Activity
Please give back, word for word, only the lines starting at the one containing "fn import_line_re() ->" and ending at the one containing "let len = code.chars().count() as f64;" within the material below.

Input material

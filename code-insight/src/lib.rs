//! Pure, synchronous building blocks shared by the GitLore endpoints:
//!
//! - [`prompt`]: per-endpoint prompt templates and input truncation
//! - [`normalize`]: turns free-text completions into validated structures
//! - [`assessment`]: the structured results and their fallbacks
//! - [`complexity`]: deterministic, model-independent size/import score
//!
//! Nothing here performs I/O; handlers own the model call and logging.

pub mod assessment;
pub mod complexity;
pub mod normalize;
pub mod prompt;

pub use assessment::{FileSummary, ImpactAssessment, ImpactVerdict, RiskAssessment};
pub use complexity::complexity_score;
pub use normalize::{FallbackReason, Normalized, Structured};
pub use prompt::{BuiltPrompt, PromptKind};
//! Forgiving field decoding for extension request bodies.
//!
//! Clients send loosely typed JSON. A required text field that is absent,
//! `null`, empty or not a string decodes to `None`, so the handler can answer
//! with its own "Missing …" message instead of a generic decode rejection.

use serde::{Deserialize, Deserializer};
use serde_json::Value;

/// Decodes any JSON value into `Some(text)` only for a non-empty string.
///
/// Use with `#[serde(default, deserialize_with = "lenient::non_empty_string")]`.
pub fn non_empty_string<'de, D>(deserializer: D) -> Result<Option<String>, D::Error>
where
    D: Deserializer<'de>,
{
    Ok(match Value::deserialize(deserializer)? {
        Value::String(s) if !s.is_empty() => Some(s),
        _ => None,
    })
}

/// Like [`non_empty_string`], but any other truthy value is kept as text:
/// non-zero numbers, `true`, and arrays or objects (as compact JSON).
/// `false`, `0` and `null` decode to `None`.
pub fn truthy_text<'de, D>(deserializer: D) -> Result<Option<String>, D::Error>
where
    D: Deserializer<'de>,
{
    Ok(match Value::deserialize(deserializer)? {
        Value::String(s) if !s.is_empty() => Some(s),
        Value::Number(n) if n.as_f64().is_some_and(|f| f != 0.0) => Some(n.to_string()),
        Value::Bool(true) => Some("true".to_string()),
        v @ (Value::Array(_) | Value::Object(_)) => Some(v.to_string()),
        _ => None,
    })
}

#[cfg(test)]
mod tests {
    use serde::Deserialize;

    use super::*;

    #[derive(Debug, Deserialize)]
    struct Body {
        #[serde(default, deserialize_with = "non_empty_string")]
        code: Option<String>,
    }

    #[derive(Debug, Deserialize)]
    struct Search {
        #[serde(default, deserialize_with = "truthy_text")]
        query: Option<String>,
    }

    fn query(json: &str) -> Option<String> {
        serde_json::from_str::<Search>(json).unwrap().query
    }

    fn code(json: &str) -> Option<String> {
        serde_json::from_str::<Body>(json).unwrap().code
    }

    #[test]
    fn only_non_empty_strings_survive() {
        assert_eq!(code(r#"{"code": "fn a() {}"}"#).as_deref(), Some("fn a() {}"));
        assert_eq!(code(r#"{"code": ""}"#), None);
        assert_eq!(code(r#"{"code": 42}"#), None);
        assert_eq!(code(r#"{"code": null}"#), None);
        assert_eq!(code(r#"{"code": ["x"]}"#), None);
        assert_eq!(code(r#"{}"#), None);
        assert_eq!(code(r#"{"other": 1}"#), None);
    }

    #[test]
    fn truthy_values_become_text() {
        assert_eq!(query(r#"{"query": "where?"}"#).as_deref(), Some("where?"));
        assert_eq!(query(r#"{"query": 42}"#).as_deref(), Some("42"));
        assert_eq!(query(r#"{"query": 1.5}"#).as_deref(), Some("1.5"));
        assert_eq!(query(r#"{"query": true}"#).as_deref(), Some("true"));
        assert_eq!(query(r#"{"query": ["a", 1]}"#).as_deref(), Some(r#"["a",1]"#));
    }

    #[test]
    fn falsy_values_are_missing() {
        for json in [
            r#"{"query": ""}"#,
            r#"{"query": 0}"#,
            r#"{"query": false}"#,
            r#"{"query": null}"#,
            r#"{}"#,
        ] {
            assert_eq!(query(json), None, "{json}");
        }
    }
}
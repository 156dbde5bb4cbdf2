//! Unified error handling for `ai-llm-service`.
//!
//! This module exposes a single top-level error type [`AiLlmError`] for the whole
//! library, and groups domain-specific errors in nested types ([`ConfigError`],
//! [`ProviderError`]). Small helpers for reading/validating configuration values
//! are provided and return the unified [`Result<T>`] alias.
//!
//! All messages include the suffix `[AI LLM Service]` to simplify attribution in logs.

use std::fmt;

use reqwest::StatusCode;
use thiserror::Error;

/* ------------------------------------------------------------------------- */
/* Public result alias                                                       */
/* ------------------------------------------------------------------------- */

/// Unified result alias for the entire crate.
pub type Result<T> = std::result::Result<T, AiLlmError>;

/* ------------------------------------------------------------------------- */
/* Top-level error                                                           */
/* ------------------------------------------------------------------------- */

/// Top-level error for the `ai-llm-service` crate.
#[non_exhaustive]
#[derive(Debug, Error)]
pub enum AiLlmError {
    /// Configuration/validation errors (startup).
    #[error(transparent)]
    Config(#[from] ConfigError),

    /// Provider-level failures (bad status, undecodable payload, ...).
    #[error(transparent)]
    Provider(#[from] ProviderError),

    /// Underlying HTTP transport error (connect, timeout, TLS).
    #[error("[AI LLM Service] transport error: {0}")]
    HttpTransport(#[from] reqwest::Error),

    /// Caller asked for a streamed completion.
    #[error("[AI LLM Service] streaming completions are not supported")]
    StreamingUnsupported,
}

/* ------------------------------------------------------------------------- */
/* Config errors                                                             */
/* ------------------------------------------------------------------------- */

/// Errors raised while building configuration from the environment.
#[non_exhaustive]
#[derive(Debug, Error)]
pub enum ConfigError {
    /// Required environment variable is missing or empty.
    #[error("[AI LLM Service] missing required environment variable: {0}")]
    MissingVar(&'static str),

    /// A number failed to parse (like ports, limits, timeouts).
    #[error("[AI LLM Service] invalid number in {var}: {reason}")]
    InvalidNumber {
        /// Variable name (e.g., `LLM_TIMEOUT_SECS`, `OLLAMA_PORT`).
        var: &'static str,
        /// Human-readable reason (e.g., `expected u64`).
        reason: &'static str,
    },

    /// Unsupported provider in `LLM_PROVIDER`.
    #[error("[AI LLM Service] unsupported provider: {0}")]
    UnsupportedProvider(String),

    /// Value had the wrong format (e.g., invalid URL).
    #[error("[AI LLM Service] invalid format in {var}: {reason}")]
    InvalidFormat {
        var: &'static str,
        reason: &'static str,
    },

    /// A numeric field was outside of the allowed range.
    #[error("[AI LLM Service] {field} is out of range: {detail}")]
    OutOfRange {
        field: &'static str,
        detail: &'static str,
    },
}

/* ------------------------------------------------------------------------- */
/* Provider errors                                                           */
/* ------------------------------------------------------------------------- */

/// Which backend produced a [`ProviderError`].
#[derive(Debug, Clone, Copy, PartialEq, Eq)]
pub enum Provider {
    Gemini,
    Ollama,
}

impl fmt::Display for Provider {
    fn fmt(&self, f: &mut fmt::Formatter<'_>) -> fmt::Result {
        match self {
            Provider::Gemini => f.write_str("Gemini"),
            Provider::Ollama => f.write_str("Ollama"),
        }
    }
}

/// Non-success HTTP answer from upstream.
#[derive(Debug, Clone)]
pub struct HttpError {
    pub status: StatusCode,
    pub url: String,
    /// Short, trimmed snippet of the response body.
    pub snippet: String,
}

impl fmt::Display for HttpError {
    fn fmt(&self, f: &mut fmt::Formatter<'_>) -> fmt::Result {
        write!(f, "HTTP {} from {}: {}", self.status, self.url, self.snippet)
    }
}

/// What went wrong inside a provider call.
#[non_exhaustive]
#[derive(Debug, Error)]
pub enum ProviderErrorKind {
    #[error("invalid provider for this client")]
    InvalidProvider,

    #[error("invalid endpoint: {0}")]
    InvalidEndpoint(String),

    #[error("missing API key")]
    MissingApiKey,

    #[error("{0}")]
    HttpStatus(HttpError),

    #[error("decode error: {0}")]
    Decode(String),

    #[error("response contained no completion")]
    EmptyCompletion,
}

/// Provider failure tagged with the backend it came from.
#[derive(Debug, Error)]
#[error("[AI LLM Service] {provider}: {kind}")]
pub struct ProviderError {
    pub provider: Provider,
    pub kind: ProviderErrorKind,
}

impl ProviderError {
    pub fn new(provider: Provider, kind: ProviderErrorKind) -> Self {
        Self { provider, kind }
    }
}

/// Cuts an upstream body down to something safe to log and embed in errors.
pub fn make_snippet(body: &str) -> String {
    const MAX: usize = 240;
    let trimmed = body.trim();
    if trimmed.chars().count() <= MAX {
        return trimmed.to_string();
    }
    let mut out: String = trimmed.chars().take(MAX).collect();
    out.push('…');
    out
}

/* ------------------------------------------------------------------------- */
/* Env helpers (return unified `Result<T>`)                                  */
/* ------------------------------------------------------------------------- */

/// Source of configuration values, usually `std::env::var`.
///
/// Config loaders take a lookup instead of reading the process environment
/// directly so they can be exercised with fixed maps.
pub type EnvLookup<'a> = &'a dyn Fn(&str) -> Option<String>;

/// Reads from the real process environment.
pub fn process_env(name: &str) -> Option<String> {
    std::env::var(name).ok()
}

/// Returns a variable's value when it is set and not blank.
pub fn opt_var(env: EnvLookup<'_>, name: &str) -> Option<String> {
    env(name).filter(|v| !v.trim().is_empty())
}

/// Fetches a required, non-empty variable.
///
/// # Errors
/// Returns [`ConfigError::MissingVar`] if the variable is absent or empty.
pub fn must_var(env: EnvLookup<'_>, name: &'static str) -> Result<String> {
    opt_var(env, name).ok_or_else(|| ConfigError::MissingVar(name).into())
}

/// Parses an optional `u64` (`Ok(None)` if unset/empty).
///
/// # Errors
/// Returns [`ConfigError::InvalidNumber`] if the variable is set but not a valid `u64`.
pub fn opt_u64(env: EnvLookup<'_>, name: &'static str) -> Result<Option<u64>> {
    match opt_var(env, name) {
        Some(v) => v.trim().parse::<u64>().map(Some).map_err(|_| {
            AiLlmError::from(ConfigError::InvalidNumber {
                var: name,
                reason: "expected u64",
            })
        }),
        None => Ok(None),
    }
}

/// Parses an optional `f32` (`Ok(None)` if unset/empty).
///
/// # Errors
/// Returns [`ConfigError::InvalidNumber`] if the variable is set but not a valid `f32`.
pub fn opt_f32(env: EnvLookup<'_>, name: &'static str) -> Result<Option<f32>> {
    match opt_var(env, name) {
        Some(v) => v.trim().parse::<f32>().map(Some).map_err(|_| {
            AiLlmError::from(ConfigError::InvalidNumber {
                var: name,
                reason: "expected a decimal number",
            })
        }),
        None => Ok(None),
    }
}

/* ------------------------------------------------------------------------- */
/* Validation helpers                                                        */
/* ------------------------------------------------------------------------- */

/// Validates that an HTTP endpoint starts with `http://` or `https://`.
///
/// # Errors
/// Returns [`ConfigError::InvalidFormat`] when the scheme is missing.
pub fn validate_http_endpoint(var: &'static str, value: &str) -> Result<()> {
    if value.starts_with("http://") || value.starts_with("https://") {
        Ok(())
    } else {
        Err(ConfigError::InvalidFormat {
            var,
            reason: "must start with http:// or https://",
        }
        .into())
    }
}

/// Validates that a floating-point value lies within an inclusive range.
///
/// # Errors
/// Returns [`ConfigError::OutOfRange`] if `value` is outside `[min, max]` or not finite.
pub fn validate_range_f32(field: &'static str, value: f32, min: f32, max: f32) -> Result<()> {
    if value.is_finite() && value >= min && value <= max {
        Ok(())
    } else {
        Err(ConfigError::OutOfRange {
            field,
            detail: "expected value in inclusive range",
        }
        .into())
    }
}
==
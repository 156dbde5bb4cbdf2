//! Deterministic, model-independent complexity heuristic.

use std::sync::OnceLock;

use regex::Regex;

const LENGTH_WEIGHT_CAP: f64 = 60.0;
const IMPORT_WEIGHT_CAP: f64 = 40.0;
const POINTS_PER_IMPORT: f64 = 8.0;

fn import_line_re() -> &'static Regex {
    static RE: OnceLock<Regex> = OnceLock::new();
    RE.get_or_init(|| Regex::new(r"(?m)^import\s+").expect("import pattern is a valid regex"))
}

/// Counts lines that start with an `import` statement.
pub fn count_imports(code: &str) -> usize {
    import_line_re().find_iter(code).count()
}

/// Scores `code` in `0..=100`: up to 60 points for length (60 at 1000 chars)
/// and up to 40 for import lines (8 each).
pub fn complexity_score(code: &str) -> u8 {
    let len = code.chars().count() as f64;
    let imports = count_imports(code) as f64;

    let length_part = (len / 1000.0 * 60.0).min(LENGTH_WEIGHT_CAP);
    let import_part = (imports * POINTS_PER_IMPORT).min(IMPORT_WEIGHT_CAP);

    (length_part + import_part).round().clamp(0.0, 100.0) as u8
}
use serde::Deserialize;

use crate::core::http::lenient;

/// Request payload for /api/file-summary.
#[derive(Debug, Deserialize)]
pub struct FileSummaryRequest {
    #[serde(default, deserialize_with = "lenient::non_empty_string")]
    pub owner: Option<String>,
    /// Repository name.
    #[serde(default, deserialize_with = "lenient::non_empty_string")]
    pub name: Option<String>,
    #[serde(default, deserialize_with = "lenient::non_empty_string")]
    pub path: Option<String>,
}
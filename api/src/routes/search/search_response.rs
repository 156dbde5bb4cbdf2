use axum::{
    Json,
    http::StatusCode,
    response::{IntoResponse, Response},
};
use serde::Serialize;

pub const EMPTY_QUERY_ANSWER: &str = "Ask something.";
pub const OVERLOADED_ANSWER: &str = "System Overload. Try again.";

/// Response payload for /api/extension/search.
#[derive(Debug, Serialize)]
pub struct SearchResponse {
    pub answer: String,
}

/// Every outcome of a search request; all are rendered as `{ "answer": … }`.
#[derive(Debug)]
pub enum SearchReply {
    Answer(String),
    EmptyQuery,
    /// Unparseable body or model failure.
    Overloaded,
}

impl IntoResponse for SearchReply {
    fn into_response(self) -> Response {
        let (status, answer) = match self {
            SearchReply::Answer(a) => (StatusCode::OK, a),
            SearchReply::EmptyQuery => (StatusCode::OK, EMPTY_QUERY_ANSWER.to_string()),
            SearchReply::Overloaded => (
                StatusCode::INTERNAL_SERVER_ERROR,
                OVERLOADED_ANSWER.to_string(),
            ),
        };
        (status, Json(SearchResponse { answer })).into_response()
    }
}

Exercise solution
fn import_line_re() -> &'static Regex {
    static RE: OnceLock<Regex> = OnceLock::new();
    RE.get_or_init(|| Regex::new(r"(?m)^import\s+").expect("import pattern is a valid regex"))
}

/// Counts lines that start with an `import` statement.
pub fn count_imports(code: &str) -> usize {
    import_line_re().find_iter(code).count()
}

/// Scores `code` in `0..=100`: up to 60 points for length (60 at 1000 chars)
/// and up to 40 for import lines (8 each).
pub fn complexity_score(code: &str) -> u8 {
    let len = code.chars().count() as f64;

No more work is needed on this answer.